Rate Schedule 14 as approved by Order No. G-98-96 required the filing of the sales contracts with individual customers for Commission approval of the sales rates and other terms. In part to facilitate the administration of these sales, Order No. G-90-98 identified a number of market-based commodity pricing options that a customer could select.

By 2000, the ongoing shaping of its gas supply portfolio materially reduced the amount of surplus baseload gas that BC Gas had available for interruptible sales. For 2000/01, Order No. G-83-00 approved significant changes to Rate Schedule 10 to recognize the lower reliability of the supply. The Order also permitted BC Gas to offer firm gas supply under Rate Schedule 7 and Rate Schedule 14, with rates designed to recover the cost of the gas that BC Gas purchased to make these sales.

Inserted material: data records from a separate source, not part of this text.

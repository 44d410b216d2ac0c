use serde::{Deserialize, Serialize};
use std::collections::HashMap;
use std::path::{Path, PathBuf};

use crate::error::{CallweaveError, Result};

#[derive(Debug, Clone, Serialize, Deserialize)]
pub struct Config {
    /// Project scan configuration
    pub project: ProjectConfig,

    /// Source extraction configuration
    pub parsing: ParsingConfig,

    /// Graph analysis thresholds
    pub analysis: AnalysisConfig,

    /// Sequence synthesis settings
    pub sequence: SequenceConfig,

    /// Artifact output settings
    pub output: OutputConfig,
}

#[derive(Debug, Clone, Serialize, Deserialize)]
pub struct ProjectConfig {
    /// Project name, used in artifact summaries
    pub name: String,

    /// Root directories to scan
    pub roots: Vec<PathBuf>,

    /// Directory names excluded from the walk (matched anywhere in the tree)
    pub exclude_dirs: Vec<String>,
}

#[derive(Debug, Clone, Serialize, Deserialize)]
pub struct ParsingConfig {
    /// File extensions handled by the brace-delimited extractor
    pub brace_extensions: Vec<String>,

    /// File extensions handled by the indentation-delimited extractor
    pub indent_extensions: Vec<String>,

    /// Maximum file size to extract from (in bytes)
    pub max_file_size: usize,

    /// Optional wall-clock deadline for a whole scan, in seconds
    pub deadline_secs: Option<u64>,
}

/// Thresholds for anti-pattern and connascence detection.
///
/// All detectors flag at `>=` their threshold.
#[derive(Debug, Clone, Serialize, Deserialize)]
pub struct AnalysisConfig {
    /// God function: minimum total outgoing calls
    pub god_function_calls: usize,

    /// God function: minimum distinct callee names
    pub god_function_callees: usize,

    /// Long parameter list: minimum contract property count
    pub long_parameter_list: usize,

    /// Shotgun surgery: minimum afferent coupling (fan-in)
    pub shotgun_surgery_fan_in: usize,

    /// Connascence of name: minimum call-name repetitions across the graph
    pub connascence_name_calls: usize,

    /// Connascence of algorithm: minimum afferent coupling
    pub connascence_algorithm_fan_in: usize,
}

#[derive(Debug, Clone, Serialize, Deserialize)]
pub struct SequenceConfig {
    /// Maximum DFS depth when tracing call chains
    pub max_depth: usize,
}

#[derive(Debug, Clone, Serialize, Deserialize)]
pub struct OutputConfig {
    /// Directory artifacts are written into
    pub artifacts_dir: PathBuf,

    /// File name of the IR artifact
    pub ir_file: String,

    /// File name of the analysis artifact
    pub analysis_file: String,

    /// File name of the sequence artifact
    pub sequence_file: String,

    /// Pretty-print JSON artifacts
    pub pretty: bool,
}

impl Default for Config {
    fn default() -> Self {
        Self {
            project: ProjectConfig {
                name: "unnamed-project".to_string(),
                roots: vec![PathBuf::from("src")],
                exclude_dirs: vec![
                    "node_modules".to_string(),
                    "dist".to_string(),
                    "build".to_string(),
                    "__pycache__".to_string(),
                    ".git".to_string(),
                    "venv".to_string(),
                    ".venv".to_string(),
                ],
            },
            parsing: ParsingConfig {
                brace_extensions: vec!["ts".to_string(), "js".to_string()],
                indent_extensions: vec!["py".to_string()],
                max_file_size: 1_048_576,
                deadline_secs: None,
            },
            analysis: AnalysisConfig::default(),
            sequence: SequenceConfig { max_depth: 3 },
            output: OutputConfig {
                artifacts_dir: PathBuf::from("artifacts"),
                ir_file: "ir.json".to_string(),
                analysis_file: "analysis.json".to_string(),
                sequence_file: "sequences.json".to_string(),
                pretty: true,
            },
        }
    }
}

impl Default for AnalysisConfig {
    fn default() -> Self {
        Self {
            god_function_calls: 10,
            god_function_callees: 8,
            long_parameter_list: 6,
            shotgun_surgery_fan_in: 8,
            connascence_name_calls: 12,
            connascence_algorithm_fan_in: 10,
        }
    }
}

impl Config {
    /// Load configuration from a file, or fall back to defaults
    pub fn load_or_default(config_path: Option<&Path>) -> Result<Self> {
        match config_path {
            Some(path) => Self::load_from_file(path),
            None => {
                // Look for callweave.toml in the current directory
                let default_path = Path::new("callweave.toml");
                if default_path.exists() {
                    Self::load_from_file(default_path)
                } else {
                    Ok(Self::default())
                }
            }
        }
    }

    /// Load configuration from a specific file
    pub fn load_from_file(path: &Path) -> Result<Self> {
        let content = std::fs::read_to_string(path).map_err(|e| {
            CallweaveError::Config(format!("Failed to read config file {}: {}", path.display(), e))
        })?;

        toml::from_str(&content)
            .map_err(|e| CallweaveError::Config(format!("Failed to parse config: {}", e)))
    }

    /// Save configuration to a file
    pub fn save_to_file(&self, path: &Path) -> Result<Self> {
        let content = toml::to_string_pretty(self)
            .map_err(|e| CallweaveError::Config(format!("Failed to serialize config: {}", e)))?;

        std::fs::write(path, content)?;
        Ok(self.clone())
    }

    /// Extension → syntax lookup table for the walker
    pub fn extension_map(&self) -> HashMap<String, crate::core::Syntax> {
        let mut map = HashMap::new();
        for ext in &self.parsing.brace_extensions {
            map.insert(ext.clone(), crate::core::Syntax::Braces);
        }
        for ext in &self.parsing.indent_extensions {
            map.insert(ext.clone(), crate::core::Syntax::Indent);
        }
        map
    }
}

Commission Order No. G-32-02 approved Rate Schedule 14A for the 2002/03 gas year. This schedule applies when BC Gas performs the nominating and balancing functions that Shipper Agents typically perform for customers or groups of customers.

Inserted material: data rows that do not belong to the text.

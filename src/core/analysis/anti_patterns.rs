//! Threshold-based anti-pattern detectors.

use std::collections::HashMap;

use serde::{Deserialize, Serialize};

use crate::config::AnalysisConfig;
use crate::core::ir::{CallEdge, Contract, Symbol};

use super::cycles::Cycle;

/// How many callees to report as god-function evidence
const TOP_CALLEES: usize = 10;

#[derive(Debug, Clone, PartialEq, Serialize, Deserialize)]
pub struct CalleeCount {
    pub name: String,
    pub count: usize,
}

#[derive(Debug, Clone, PartialEq, Serialize, Deserialize)]
pub struct GodFunctionFinding {
    pub id: String,
    pub total_calls: usize,
    pub distinct_callees: usize,
    /// Most frequent callee names, as supporting evidence
    pub top_callees: Vec<CalleeCount>,
}

#[derive(Debug, Clone, PartialEq, Serialize, Deserialize)]
pub struct LongParameterListFinding {
    pub id: String,
    pub contract_id: String,
    pub property_count: usize,
}

#[derive(Debug, Clone, PartialEq, Serialize, Deserialize)]
pub struct ShotgunSurgeryFinding {
    pub id: String,
    pub afferent: usize,
}

/// The four anti-pattern finding categories
#[derive(Debug, Clone, Default, PartialEq, Serialize, Deserialize)]
pub struct AntiPatterns {
    pub god_functions: Vec<GodFunctionFinding>,
    pub long_parameter_lists: Vec<LongParameterListFinding>,
    pub shotgun_surgery: Vec<ShotgunSurgeryFinding>,
    pub cycles: Vec<Cycle>,
}

pub fn detect_anti_patterns(
    nodes: &[&Symbol],
    calls: &[CallEdge],
    contracts: &[Contract],
    afferent_by_id: &HashMap<String, usize>,
    cycles: Vec<Cycle>,
    config: &AnalysisConfig,
) -> AntiPatterns {
    AntiPatterns {
        god_functions: detect_god_functions(nodes, calls, config),
        long_parameter_lists: detect_long_parameter_lists(nodes, contracts, config),
        shotgun_surgery: detect_shotgun_surgery(nodes, afferent_by_id, config),
        cycles,
    }
}

/// A symbol calling out both often and widely. Both thresholds must hold.
fn detect_god_functions(
    nodes: &[&Symbol],
    calls: &[CallEdge],
    config: &AnalysisConfig,
) -> Vec<GodFunctionFinding> {
    let mut outgoing: HashMap<&str, Vec<&str>> = HashMap::new();
    for call in calls {
        outgoing.entry(call.frm.as_str()).or_default().push(call.name.as_str());
    }

    let mut findings = Vec::new();
    for node in nodes {
        let callees = match outgoing.get(node.id.as_str()) {
            Some(c) => c,
            None => continue,
        };
        let total_calls = callees.len();

        let mut counts: HashMap<&str, usize> = HashMap::new();
        for &name in callees {
            *counts.entry(name).or_default() += 1;
        }
        let distinct = counts.len();

        if total_calls >= config.god_function_calls && distinct >= config.god_function_callees {
            let mut ranked: Vec<(&str, usize)> = counts.into_iter().collect();
            ranked.sort_by(|a, b| b.1.cmp(&a.1).then(a.0.cmp(b.0)));
            findings.push(GodFunctionFinding {
                id: node.id.clone(),
                total_calls,
                distinct_callees: distinct,
                top_callees: ranked
                    .into_iter()
                    .take(TOP_CALLEES)
                    .map(|(name, count)| CalleeCount { name: name.to_string(), count })
                    .collect(),
            });
        }
    }
    findings
}

fn detect_long_parameter_lists(
    nodes: &[&Symbol],
    contracts: &[Contract],
    config: &AnalysisConfig,
) -> Vec<LongParameterListFinding> {
    let prop_counts: HashMap<&str, usize> = contracts
        .iter()
        .map(|c| (c.id.as_str(), c.props.len()))
        .collect();

    nodes
        .iter()
        .filter_map(|node| {
            let contract_id = node.params_contract.as_deref()?;
            let count = *prop_counts.get(contract_id)?;
            if count >= config.long_parameter_list {
                Some(LongParameterListFinding {
                    id: node.id.clone(),
                    contract_id: contract_id.to_string(),
                    property_count: count,
                })
            } else {
                None
            }
        })
        .collect()
}

/// High fan-in: changing this symbol risks edits across many callers
fn detect_shotgun_surgery(
    nodes: &[&Symbol],
    afferent_by_id: &HashMap<String, usize>,
    config: &AnalysisConfig,
) -> Vec<ShotgunSurgeryFinding> {
    nodes
        .iter()
        .filter_map(|node| {
            let afferent = afferent_by_id.get(&node.id).copied().unwrap_or(0);
            if afferent >= config.shotgun_surgery_fan_in {
                Some(ShotgunSurgeryFinding { id: node.id.clone(), afferent })
            } else {
                None
            }
        })
        .collect()
}

#[cfg(test)]
mod tests {
    use super::*;
    use crate::core::ir::SymbolKind;

    fn symbol(id: &str, contract: Option<&str>) -> Symbol {
        Symbol {
            id: id.to_string(),
            file: "a.ts".to_string(),
            kind: SymbolKind::Function,
            name: "f".to_string(),
            class_name: None,
            exported: true,
            params_contract: contract.map(String::from),
            source_range: (1, 1),
        }
    }

    fn calls_from(frm: &str, names: &[&str]) -> Vec<CallEdge> {
        names
            .iter()
            .enumerate()
            .map(|(i, name)| CallEdge {
                frm: frm.to_string(),
                to: String::new(),
                name: name.to_string(),
                line: i + 1,
            })
            .collect()
    }

    #[test]
    fn god_function_boundary_flags_at_exactly_both_thresholds() {
        let config = AnalysisConfig::default();
        let sym = symbol("a::busy", None);
        let nodes = vec![&sym];

        // Exactly 10 calls across exactly 8 distinct callees
        let names = ["c1", "c2", "c3", "c4", "c5", "c6", "c7", "c8", "c1", "c2"];
        let findings = detect_god_functions(&nodes, &calls_from("a::busy", &names), &config);
        assert_eq!(findings.len(), 1);
        assert_eq!(findings[0].total_calls, 10);
        assert_eq!(findings[0].distinct_callees, 8);
        assert_eq!(findings[0].top_callees[0].count, 2);
    }

    #[test]
    fn god_function_below_call_threshold_is_not_flagged() {
        let config = AnalysisConfig::default();
        let sym = symbol("a::busy", None);
        let nodes = vec![&sym];

        // 9 calls to 8 distinct callees: call threshold not met
        let names = ["c1", "c2", "c3", "c4", "c5", "c6", "c7", "c8", "c1"];
        assert!(detect_god_functions(&nodes, &calls_from("a::busy", &names), &config).is_empty());
    }

    #[test]
    fn god_function_below_distinct_threshold_is_not_flagged() {
        let config = AnalysisConfig::default();
        let sym = symbol("a::busy", None);
        let nodes = vec![&sym];

        // 10 calls but only 7 distinct callees
        let names = ["c1", "c2", "c3", "c4", "c5", "c6", "c7", "c1", "c2", "c3"];
        assert!(detect_god_functions(&nodes, &calls_from("a::busy", &names), &config).is_empty());
    }

    #[test]
    fn long_parameter_list_flags_at_six_props() {
        let config = AnalysisConfig::default();
        let contract = Contract {
            id: "wide_params".to_string(),
            kind: "params".to_string(),
            props: (0..6)
                .map(|i| crate::core::ir::ContractProp {
                    name: format!("p{}", i),
                    raw_type: String::new(),
                })
                .collect(),
        };
        let sym = symbol("a::wide", Some("wide_params"));
        let findings = detect_long_parameter_lists(&[&sym], &[contract], &config);
        assert_eq!(findings.len(), 1);
        assert_eq!(findings[0].property_count, 6);
    }

    #[test]
    fn shotgun_surgery_uses_afferent_threshold() {
        let config = AnalysisConfig::default();
        let hot = symbol("a::hot", None);
        let cool = symbol("a::cool", None);
        let mut afferent = HashMap::new();
        afferent.insert("a::hot".to_string(), 8usize);
        afferent.insert("a::cool".to_string(), 7usize);

        let findings = detect_shotgun_surgery(&[&hot, &cool], &afferent, &config);
        assert_eq!(findings.len(), 1);
        assert_eq!(findings[0].id, "a::hot");
    }
}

The Province released its Energy Plan entitled “Energy for our Future, A Plan for BC” in November 2002. Policy Action No. 19 addresses unbundling for low volume customers, so that gas marketers will be able to sell gas to customers who do not consume sufficient quantities for transportation service to be viable. Policy Action No. 19 also provides:

“In addition, the requirement for large natural gas customers to file their supply contracts with the commission will be removed since the high-volume direct sales market is now mature and a high level of regulatory oversight is no longer needed.”

This change reduced the administrative burden for gas sales to large transportation service customers.

APPENDIX A to Order No. G-64-04 Page 3 of 24

2.0 APPLICATION AND REVIEW PROCESS On March 17, 2004, pursuant to section(s) 60 and 61 of the Utilities Commission Act (“UCA”) Terasen Gas filed its annual application seeking approval for Rate Schedules 7, 10, 14 and 14A and the related market-based commodity rates for the 2004/05 gas year commencing November 1, 2004 (the “Application”). The Application requested the continuation of these rate schedules generally in their current form, with some relatively small changes for each schedule that will be addressed in subsequent chapters of these Reasons.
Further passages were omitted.